The most important part of the GitOps lifecycle is the Reconciliation Loop. If someone goes into the AWS Console and manually changes a security group rule, the GitOps controller detects the "drift" and automatically overwrites the manual change to match the code in Git—wouldn't that finally kill the "hidden manual fix" problem that plagues most DevOps teams?
Don't forget about Secret Management! Since everything is in Git, you must use tools like Sops or Sealed Secrets to encrypt your sensitive infrastructure data before pushing it to your repository.
Great point, Amanda. GitOps without encrypted secrets is a security disaster waiting to happen. In 2024, integrating External Secrets Operator to pull from AWS Secrets Manager directly into your GitOps flow is the gold standard.

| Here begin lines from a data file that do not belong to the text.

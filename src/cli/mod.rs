use anyhow::Result;
use clap::Parser;
use tracing_subscriber::EnvFilter;

use crate::cli::args::{BackupArgs, Cli, Command};
use crate::cli::commands::{backup, exit_for_error, list, restic, umount};
use crate::config::load::locate_config;
use crate::types::RunMode;

const VERSION: &str = env!("CARGO_PKG_VERSION");

pub mod args;
pub mod commands;

pub fn run() -> Result<()> {
    let cli = Cli::parse();
    init_tracing(cli.verbose);

    let run_mode = RunMode {
        dry_run: cli.dry_run,
        verbose: cli.verbose,
    };
    let config_path = locate_config(cli.config.as_deref());
    if run_mode.verbose {
        match &config_path {
            Some(path) => println!("bare {} using {}", VERSION, path.display()),
            None => println!("bare {} (no session file found)", VERSION),
        }
    }

    let command = cli
        .command
        .clone()
        .unwrap_or_else(|| Command::Backup(BackupArgs::default()));
    let ok = match command {
        Command::Backup(args) => {
            backup::run_backup_command(config_path.as_deref(), args, run_mode)
        }
        Command::Umount => umount::run_umount(config_path.as_deref(), run_mode),
        Command::List => list::run_list(config_path.as_deref()).map(|()| true),
        Command::Restic(args) => restic::run_restic(config_path.as_deref(), args, run_mode),
    }
    .unwrap_or_else(|err| exit_for_error(&err));

    if !ok {
        std::process::exit(1);
    }
    Ok(())
}

fn init_tracing(verbose: bool) {
    let default = if verbose { "debug" } else { "info" };
    let filter = EnvFilter::try_from_default_env().unwrap_or_else(|_| EnvFilter::new(default));
    let _ = tracing_subscriber::fmt().with_env_filter(filter).try_init();
}
use std::fs;
use std::path::{Path, PathBuf};

use crate::error::MountError;

const MOUNT_TABLE: &str = "/proc/self/mounts";

#[derive(Debug, Clone, PartialEq, Eq)]
pub struct MountEntry {
    pub source: String,
    pub mountpoint: PathBuf,
    pub fstype: String,
}

pub fn read_mount_table() -> Result<Vec<MountEntry>, MountError> {
    let contents = fs::read_to_string(MOUNT_TABLE)
        .map_err(|e| MountError::Failed(format!("read {}: {}", MOUNT_TABLE, e)))?;
    Ok(parse_mounts(&contents))
}

pub fn parse_mounts(contents: &str) -> Vec<MountEntry> {
    let mut entries = Vec::new();
    for line in contents.lines() {
        let fields: Vec<&str> = line.split_whitespace().collect();
        if fields.len() < 3 {
            continue;
        }
        entries.push(MountEntry {
            source: unescape_field(fields[0]),
            mountpoint: PathBuf::from(unescape_field(fields[1])),
            fstype: fields[2].to_string(),
        });
    }
    entries
}

// The kernel writes space, tab, newline and backslash as \ooo octal escapes.
fn unescape_field(field: &str) -> String {
    let bytes = field.as_bytes();
    let mut out = Vec::with_capacity(bytes.len());
    let mut i = 0;
    while i < bytes.len() {
        if bytes[i] == b'\\' && i + 4 <= bytes.len() {
            let parsed = std::str::from_utf8(&bytes[i + 1..i + 4])
                .ok()
                .and_then(|digits| u8::from_str_radix(digits, 8).ok());
            if let Some(value) = parsed {
                out.push(value);
                i += 4;
                continue;
            }
        }
        out.push(bytes[i]);
        i += 1;
    }
    String::from_utf8_lossy(&out).to_string()
}

pub fn mountpoint_is_mounted(entries: &[MountEntry], mountpoint: &Path) -> bool {
    entries.iter().any(|entry| entry.mountpoint == mountpoint)
}

/// Where `source` is currently mounted, if anywhere. Device paths are compared
/// after resolving symlinks so `/dev/disk/by-label/X` matches `/dev/sdb1`.
pub fn find_source_mountpoint(entries: &[MountEntry], source: &str) -> Option<PathBuf> {
    let wanted = Path::new(source)
        .canonicalize()
        .unwrap_or_else(|_| PathBuf::from(source));
    entries
        .iter()
        .find(|entry| {
            let mounted = Path::new(&entry.source);
            let mounted_real = mounted
                .canonicalize()
                .unwrap_or_else(|_| mounted.to_path_buf());
            mounted_real == wanted || entry.source == source
        })
        .map(|entry| entry.mountpoint.clone())
}

pub fn find_mounts_under(entries: &[MountEntry], base: &Path, prefix: &str) -> Vec<PathBuf> {
    entries
        .iter()
        .filter(|entry| entry.mountpoint.parent() == Some(base))
        .filter(|entry| {
            entry
                .mountpoint
                .file_name()
                .map(|name| name.to_string_lossy().starts_with(prefix))
                .unwrap_or(false)
        })
        .map(|entry| entry.mountpoint.clone())
        .collect()
}
use std::path::{Path, PathBuf};

use crate::backup::options_to_args;
use crate::config::model::RsyncTarget;
use crate::types::RunMode;

pub fn destination_dir(target: &RsyncTarget, mountpoint: &Path, hostname: &str) -> PathBuf {
    mountpoint.join(hostname).join(&target.folder)
}

pub fn backup_args(target: &RsyncTarget, dest: &Path, sources: &[PathBuf], run_mode: RunMode) -> Vec<String> {
    let mut args = vec![
        "rsync".to_string(),
        "-axHAX".to_string(),
        "--info=progress2".to_string(),
        "--numeric-ids".to_string(),
    ];
    args.extend(options_to_args(&target.args));
    args.push("--delete".to_string());
    args.push("--ignore-errors".to_string());
    if run_mode.dry_run {
        args.push("--dry-run".to_string());
    }
    args.extend(sources.iter().map(|s| s.to_string_lossy().to_string()));
    args.push(dest.to_string_lossy().to_string());
    args
}

/// 24 means some source files vanished while copying.
pub fn exit_ok(code: i32) -> bool {
    code == 0 || code == 24
}

#[cfg(test)]
mod tests {
    use super::*;

    #[test]
    fn rsync_command_line() {
        let target = RsyncTarget {
            enable: true,
            args: serde_yaml::from_str("exclude: .cache").expect("args"),
            ..RsyncTarget::default()
        };
        let dest = destination_dir(&target, Path::new("/mnt/disk"), "laptop");
        assert_eq!(dest, PathBuf::from("/mnt/disk/laptop/rsync"));
        let args = backup_args(&target, &dest, &[PathBuf::from("/home")], RunMode::default());
        assert_eq!(
            args.join(" "),
            "rsync -axHAX --info=progress2 --numeric-ids --exclude .cache --delete --ignore-errors /home /mnt/disk/laptop/rsync"
        );
    }

    #[test]
    fn vanished_files_are_not_a_failure() {
        assert!(exit_ok(0));
        assert!(exit_ok(24));
        assert!(!exit_ok(23));
    }
}
#[cfg(test)]
mod tests {
    use super::*;
    use crate::mount::inspect::{find_mounts_under, MountEntry};
    use crate::mount::{MountKind, MountSource};
    use std::cell::RefCell;
    use tempfile::TempDir;

    #[derive(Default)]
    struct FakeMounter {
        table: RefCell<Vec<MountEntry>>,
        busy: Option<PathBuf>,
        calls: RefCell<Vec<PathBuf>>,
    }

    impl FakeMounter {
        fn with_mounts(mountpoints: &[&Path]) -> Self {
            let table = mountpoints
                .iter()
                .map(|mp| MountEntry {
                    source: "/dev/sdz1".to_string(),
                    mountpoint: mp.to_path_buf(),
                    fstype: "ext4".to_string(),
                })
                .collect();
            Self {
                table: RefCell::new(table),
                ..Self::default()
            }
        }

        fn still_mounted(&self, mountpoint: &Path) -> bool {
            self.table.borrow().iter().any(|e| e.mountpoint == mountpoint)
        }
    }

    impl MountCapability for FakeMounter {
        fn lookup_device(&self, label: &str) -> std::result::Result<PathBuf, MountError> {
            Err(MountError::NotFound(label.to_string()))
        }

        fn mount(&self, _source: &MountSource, _mountpoint: &Path) -> std::result::Result<(), MountError> {
            Err(MountError::Failed("not used".to_string()))
        }

        fn unmount(&self, mountpoint: &Path) -> std::result::Result<(), MountError> {
            self.calls.borrow_mut().push(mountpoint.to_path_buf());
            if self.busy.as_deref() == Some(mountpoint) {
                return Err(MountError::AlreadyBusy(mountpoint.to_path_buf()));
            }
            self.table.borrow_mut().retain(|e| e.mountpoint != mountpoint);
            Ok(())
        }

        fn is_mounted(&self, mountpoint: &Path) -> std::result::Result<bool, MountError> {
            Ok(self.still_mounted(mountpoint))
        }

        fn mounted_at(&self, _source: &MountSource) -> std::result::Result<Option<PathBuf>, MountError> {
            Ok(None)
        }

        fn mounts_under(&self, base: &Path) -> std::result::Result<Vec<PathBuf>, MountError> {
            Ok(find_mounts_under(&self.table.borrow(), base, MOUNT_PREFIX))
        }
    }

    fn handle(mountpoint: &Path) -> MountHandle {
        MountHandle {
            kind: MountKind::Volume,
            source: "MYDRIVE".to_string(),
            mountpoint: mountpoint.to_path_buf(),
            created_by_us: true,
            created_dir: true,
            mounted_at: None,
        }
    }

    #[test]
    fn persists_entries_and_removes_file_when_empty() {
        let dir = TempDir::new().expect("tempdir");
        let path = registry_path(dir.path());
        let mountpoint = dir.path().join("bare.vol-MYDRIVE");

        let mut registry = CleanupRegistry::open(&path).expect("open");
        registry.register(handle(&mountpoint)).expect("register");
        assert!(path.exists());

        let reloaded = CleanupRegistry::open(&path).expect("reopen");
        assert_eq!(reloaded.list_active(), vec![handle(&mountpoint)]);

        let removed = registry.deregister(&mountpoint).expect("deregister");
        assert!(removed.is_some());
        assert!(registry.is_empty());
        assert!(!path.exists());
    }

    #[test]
    fn register_replaces_entry_for_same_mountpoint() {
        let mut registry = CleanupRegistry::in_memory();
        let mountpoint = PathBuf::from("/tmp/bare.vol-X");
        registry.register(handle(&mountpoint)).expect("register");
        registry.register(handle(&mountpoint)).expect("register again");
        assert_eq!(registry.list_active().len(), 1);
        assert!(registry.deregister(Path::new("/tmp/other")).expect("noop").is_none());
    }

    #[test]
    fn corrupt_ledger_is_moved_aside_and_scan_still_runs() {
        let dir = TempDir::new().expect("tempdir");
        let path = registry_path(dir.path());
        fs::write(&path, "version: [oops").expect("write");
        assert!(CleanupRegistry::open(&path).is_err());

        let stale = dir.path().join("bare.vol-STALE");
        let mut registry = CleanupRegistry::open_or_reset(&path);
        assert!(registry.is_empty());
        assert!(!path.exists());
        assert!(path.with_extension("yaml.bad").exists());

        let mounter = FakeMounter::with_mounts(&[&stale]);
        let outcomes = reverse_all(&mounter, &mut registry, dir.path());
        assert_eq!(outcomes.len(), 1);
        assert_eq!(outcomes[0].mountpoint, stale);
        assert!(matches!(outcomes[0].result, Ok(ReversalAction::Unmounted)));
        assert!(!mounter.still_mounted(&stale));
    }

    #[test]
    fn registry_entry_without_mount_is_dropped() {
        let dir = TempDir::new().expect("tempdir");
        let gone = dir.path().join("bare.vol-GONE");
        let mut registry = CleanupRegistry::open(&registry_path(dir.path())).expect("open");
        registry.register(handle(&gone)).expect("register");

        let mounter = FakeMounter::default();
        let outcomes = reverse_all(&mounter, &mut registry, dir.path());
        assert_eq!(outcomes.len(), 1);
        assert_eq!(outcomes[0].source.as_deref(), Some("MYDRIVE"));
        assert!(matches!(outcomes[0].result, Ok(ReversalAction::AlreadyUnmounted)));
        assert!(mounter.calls.borrow().is_empty());
        assert!(registry.is_empty());
        assert!(!registry_path(dir.path()).exists());
    }

    #[test]
    fn scanned_mount_is_reversed_without_ledger_entry() {
        let dir = TempDir::new().expect("tempdir");
        let found = dir.path().join("bare.remote-gdrive");
        fs::create_dir(&found).expect("mkdir");
        let mounter = FakeMounter::with_mounts(&[&found]);
        let mut registry = CleanupRegistry::in_memory();

        let outcomes = reverse_all(&mounter, &mut registry, dir.path());
        assert_eq!(outcomes.len(), 1);
        assert!(outcomes[0].source.is_none());
        assert!(outcomes[0].succeeded());
        assert_eq!(*mounter.calls.borrow(), vec![found.clone()]);
        assert!(!found.exists());
    }

    #[test]
    fn failed_unmount_keeps_ledger_entry() {
        let dir = TempDir::new().expect("tempdir");
        let busy = dir.path().join("bare.vol-BUSY");
        let mut mounter = FakeMounter::with_mounts(&[&busy]);
        mounter.busy = Some(busy.clone());
        let mut registry = CleanupRegistry::in_memory();
        registry.register(handle(&busy)).expect("register");

        let outcomes = reverse_all(&mounter, &mut registry, dir.path());
        assert_eq!(outcomes.len(), 1);
        assert!(matches!(outcomes[0].result, Err(MountError::AlreadyBusy(_))));
        assert!(registry.get(&busy).is_some());
        assert!(mounter.still_mounted(&busy));
    }

    #[test]
    fn nested_mounts_are_reversed_deepest_first() {
        let dir = TempDir::new().expect("tempdir");
        let outer = dir.path().join("bare.vol-OUTER");
        let inner = outer.join("bare.remote-inner");
        let mounter = FakeMounter::with_mounts(&[&outer, &inner]);
        let mut registry = CleanupRegistry::in_memory();
        registry.register(handle(&inner)).expect("register");

        let outcomes = reverse_all(&mounter, &mut registry, dir.path());
        assert!(outcomes.iter().all(|o| o.succeeded()));
        assert_eq!(*mounter.calls.borrow(), vec![inner, outer]);
    }

    #[test]
    fn foreign_mounts_and_dirs_under_base_are_left_alone() {
        let dir = TempDir::new().expect("tempdir");
        let foreign = dir.path().join("media");
        let leftover = dir.path().join("bare.vol-OLD");
        let mounted = dir.path().join("bare.vol-LIVE");
        for path in [&foreign, &leftover, &mounted] {
            fs::create_dir(path).expect("mkdir");
        }
        let mounter = FakeMounter::with_mounts(&[&foreign]);
        let mut registry = CleanupRegistry::in_memory();

        assert!(reverse_all(&mounter, &mut registry, dir.path()).is_empty());
        assert!(mounter.calls.borrow().is_empty());
        assert!(mounter.still_mounted(&foreign));

        mounter.table.borrow_mut().push(MountEntry {
            source: "/dev/sdz2".to_string(),
            mountpoint: mounted.clone(),
            fstype: "ext4".to_string(),
        });
        let removed = remove_leftover_dirs(&mounter, dir.path());
        assert_eq!(removed, vec![leftover.clone()]);
        assert!(foreign.exists());
        assert!(mounted.exists());
        assert!(!leftover.exists());
    }

    #[test]
    fn alternate_temp_file_is_not_left_behind() {
        let dir = TempDir::new().expect("tempdir");
        let path = registry_path(dir.path());
        let mut registry = CleanupRegistry::open_or_reset(&path).with_temp_extension("yaml.signal.tmp");
        registry
            .register(handle(&dir.path().join("bare.vol-X")))
            .expect("register");
        assert!(path.exists());
        assert!(!path.with_extension("yaml.signal.tmp").exists());
        assert_eq!(CleanupRegistry::open(&path).expect("reopen").list_active().len(), 1);
    }
}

Robert, you hit the nail on the head. That "self-healing" capability is the primary reason to switch. For anyone starting this in 2024, I recommend looking at OpenTofu (the open-source fork of Terraform) combined with ArgoCD. ArgoCD provides a brilliant UI that visually shows you exactly which infrastructure components are "OutOfSync" with your Git repo. It makes auditing your cloud environment as simple as looking at a green or red status icon.